#### [Brief]
Read through the data below and state how many of its lines contain the word "Serialize", adding nothing.

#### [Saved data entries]
◇ ◇ ◇ ◇

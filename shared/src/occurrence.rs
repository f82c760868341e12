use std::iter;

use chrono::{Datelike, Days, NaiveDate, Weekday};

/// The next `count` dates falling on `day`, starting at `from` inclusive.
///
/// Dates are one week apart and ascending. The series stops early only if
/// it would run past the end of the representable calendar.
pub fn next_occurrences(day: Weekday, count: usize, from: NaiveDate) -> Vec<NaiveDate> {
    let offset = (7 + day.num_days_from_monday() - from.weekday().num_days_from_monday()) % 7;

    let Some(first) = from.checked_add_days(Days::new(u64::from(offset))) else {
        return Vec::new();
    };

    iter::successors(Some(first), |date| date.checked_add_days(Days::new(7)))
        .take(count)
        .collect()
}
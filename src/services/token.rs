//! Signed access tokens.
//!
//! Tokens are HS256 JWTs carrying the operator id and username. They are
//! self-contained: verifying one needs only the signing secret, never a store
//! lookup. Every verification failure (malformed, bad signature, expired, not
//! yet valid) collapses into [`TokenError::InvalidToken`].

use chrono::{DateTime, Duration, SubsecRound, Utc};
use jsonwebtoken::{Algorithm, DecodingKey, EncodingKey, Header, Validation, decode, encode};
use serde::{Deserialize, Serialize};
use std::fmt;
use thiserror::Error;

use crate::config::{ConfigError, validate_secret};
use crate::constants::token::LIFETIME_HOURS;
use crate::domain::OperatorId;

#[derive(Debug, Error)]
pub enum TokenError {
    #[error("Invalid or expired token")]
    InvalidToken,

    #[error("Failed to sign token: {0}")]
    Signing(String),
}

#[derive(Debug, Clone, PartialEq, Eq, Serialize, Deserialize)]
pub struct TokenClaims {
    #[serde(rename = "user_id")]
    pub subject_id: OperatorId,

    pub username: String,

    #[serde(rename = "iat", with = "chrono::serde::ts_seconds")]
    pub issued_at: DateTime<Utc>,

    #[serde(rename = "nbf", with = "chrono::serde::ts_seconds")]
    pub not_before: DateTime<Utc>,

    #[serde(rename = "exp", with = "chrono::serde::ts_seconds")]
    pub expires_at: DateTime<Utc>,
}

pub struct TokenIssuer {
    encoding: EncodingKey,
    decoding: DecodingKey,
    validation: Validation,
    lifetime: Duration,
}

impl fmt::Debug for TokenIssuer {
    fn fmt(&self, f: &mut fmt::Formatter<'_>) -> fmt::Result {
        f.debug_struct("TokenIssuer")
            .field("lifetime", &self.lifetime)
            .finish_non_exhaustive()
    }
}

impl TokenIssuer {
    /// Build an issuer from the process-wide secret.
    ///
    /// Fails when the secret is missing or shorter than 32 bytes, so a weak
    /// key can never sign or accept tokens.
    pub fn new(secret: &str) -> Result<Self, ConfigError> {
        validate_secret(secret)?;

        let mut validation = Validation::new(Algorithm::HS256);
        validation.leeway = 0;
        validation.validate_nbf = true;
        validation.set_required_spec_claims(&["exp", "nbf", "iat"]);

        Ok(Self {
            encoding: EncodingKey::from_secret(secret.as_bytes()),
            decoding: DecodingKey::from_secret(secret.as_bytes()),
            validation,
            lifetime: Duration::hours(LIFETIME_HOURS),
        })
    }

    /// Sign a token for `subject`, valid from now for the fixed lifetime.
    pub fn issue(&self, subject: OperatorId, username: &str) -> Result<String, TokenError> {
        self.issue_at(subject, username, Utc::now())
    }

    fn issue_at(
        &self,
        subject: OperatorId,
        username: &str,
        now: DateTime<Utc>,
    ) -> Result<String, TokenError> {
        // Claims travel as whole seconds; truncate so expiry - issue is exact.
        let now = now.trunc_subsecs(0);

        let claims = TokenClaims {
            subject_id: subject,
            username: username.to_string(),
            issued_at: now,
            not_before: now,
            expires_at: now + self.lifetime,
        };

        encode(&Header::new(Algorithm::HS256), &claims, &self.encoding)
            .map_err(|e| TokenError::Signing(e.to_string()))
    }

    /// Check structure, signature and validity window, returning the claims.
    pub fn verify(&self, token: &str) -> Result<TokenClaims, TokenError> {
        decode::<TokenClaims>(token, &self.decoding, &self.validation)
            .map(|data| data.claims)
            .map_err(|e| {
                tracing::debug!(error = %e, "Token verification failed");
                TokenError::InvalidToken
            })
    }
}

◇ ◇ ◇ ◇

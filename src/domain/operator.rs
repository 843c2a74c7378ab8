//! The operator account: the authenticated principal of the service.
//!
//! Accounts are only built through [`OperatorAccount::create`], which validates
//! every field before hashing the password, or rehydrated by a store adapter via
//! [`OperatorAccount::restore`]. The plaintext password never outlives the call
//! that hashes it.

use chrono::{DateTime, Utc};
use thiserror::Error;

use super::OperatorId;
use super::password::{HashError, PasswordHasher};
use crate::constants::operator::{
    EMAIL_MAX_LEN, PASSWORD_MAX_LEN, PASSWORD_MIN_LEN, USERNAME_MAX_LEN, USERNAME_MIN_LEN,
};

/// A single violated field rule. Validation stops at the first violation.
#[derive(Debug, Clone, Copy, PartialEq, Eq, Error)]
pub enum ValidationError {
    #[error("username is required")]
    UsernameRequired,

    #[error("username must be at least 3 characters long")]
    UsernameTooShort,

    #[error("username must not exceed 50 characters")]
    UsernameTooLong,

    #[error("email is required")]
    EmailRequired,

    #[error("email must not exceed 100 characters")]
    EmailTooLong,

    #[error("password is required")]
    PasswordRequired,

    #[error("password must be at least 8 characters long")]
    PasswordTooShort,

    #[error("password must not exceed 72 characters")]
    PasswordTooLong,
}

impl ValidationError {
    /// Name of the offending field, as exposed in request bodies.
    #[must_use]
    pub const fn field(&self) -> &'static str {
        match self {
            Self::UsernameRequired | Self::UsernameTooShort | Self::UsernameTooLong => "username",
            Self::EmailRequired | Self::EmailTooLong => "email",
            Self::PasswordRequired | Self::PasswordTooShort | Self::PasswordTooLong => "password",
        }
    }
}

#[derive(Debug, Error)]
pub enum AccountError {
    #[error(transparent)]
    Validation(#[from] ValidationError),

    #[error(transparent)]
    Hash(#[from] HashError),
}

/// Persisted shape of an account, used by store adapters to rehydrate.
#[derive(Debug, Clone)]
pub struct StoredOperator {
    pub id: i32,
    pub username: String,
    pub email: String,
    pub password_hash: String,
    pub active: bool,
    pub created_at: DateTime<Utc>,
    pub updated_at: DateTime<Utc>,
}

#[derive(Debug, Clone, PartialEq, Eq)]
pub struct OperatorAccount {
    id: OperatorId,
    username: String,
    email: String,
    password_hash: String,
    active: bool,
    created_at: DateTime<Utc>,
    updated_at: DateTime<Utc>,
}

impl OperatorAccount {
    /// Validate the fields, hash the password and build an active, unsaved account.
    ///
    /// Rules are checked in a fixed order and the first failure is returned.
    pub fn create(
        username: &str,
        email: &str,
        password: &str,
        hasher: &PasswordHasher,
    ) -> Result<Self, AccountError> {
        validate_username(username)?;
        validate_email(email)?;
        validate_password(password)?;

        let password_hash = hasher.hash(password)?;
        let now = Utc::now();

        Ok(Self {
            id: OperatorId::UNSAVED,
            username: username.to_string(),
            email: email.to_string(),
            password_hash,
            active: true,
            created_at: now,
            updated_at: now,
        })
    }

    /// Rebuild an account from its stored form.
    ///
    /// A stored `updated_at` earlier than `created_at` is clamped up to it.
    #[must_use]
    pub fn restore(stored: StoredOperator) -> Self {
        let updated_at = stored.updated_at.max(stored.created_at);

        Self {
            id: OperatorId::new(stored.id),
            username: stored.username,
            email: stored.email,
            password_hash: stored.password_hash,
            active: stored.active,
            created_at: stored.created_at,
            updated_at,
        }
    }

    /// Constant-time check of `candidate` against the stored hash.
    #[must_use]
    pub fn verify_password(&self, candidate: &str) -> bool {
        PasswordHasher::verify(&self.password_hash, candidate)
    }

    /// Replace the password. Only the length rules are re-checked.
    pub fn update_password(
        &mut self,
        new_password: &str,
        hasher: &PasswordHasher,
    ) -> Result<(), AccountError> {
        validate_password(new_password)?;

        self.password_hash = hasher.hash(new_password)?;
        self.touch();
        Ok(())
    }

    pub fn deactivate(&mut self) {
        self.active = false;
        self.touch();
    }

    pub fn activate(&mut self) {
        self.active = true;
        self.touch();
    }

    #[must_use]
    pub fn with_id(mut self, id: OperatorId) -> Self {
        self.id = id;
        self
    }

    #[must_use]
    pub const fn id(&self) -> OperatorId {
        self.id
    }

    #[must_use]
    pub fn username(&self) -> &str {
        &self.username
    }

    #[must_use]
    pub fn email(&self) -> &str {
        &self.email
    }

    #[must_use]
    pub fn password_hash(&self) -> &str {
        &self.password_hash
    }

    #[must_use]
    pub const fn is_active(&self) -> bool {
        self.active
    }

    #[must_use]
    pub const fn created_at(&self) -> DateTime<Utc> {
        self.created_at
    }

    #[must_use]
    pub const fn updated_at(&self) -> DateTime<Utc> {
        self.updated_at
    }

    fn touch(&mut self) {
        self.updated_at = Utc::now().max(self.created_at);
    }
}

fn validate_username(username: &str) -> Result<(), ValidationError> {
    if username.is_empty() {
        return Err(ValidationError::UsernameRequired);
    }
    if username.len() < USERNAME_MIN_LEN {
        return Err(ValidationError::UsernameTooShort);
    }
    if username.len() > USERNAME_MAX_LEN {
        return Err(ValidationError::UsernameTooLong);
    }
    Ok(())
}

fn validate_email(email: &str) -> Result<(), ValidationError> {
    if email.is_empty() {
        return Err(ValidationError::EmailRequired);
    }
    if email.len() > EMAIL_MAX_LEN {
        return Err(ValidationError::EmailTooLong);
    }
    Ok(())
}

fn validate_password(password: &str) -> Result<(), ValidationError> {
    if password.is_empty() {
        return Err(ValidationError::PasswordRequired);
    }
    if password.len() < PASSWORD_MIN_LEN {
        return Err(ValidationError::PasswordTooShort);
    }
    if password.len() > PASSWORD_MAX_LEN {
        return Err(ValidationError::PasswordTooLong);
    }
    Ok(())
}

◇ ◇ ◇ ◇

#### [Answer to this task]
2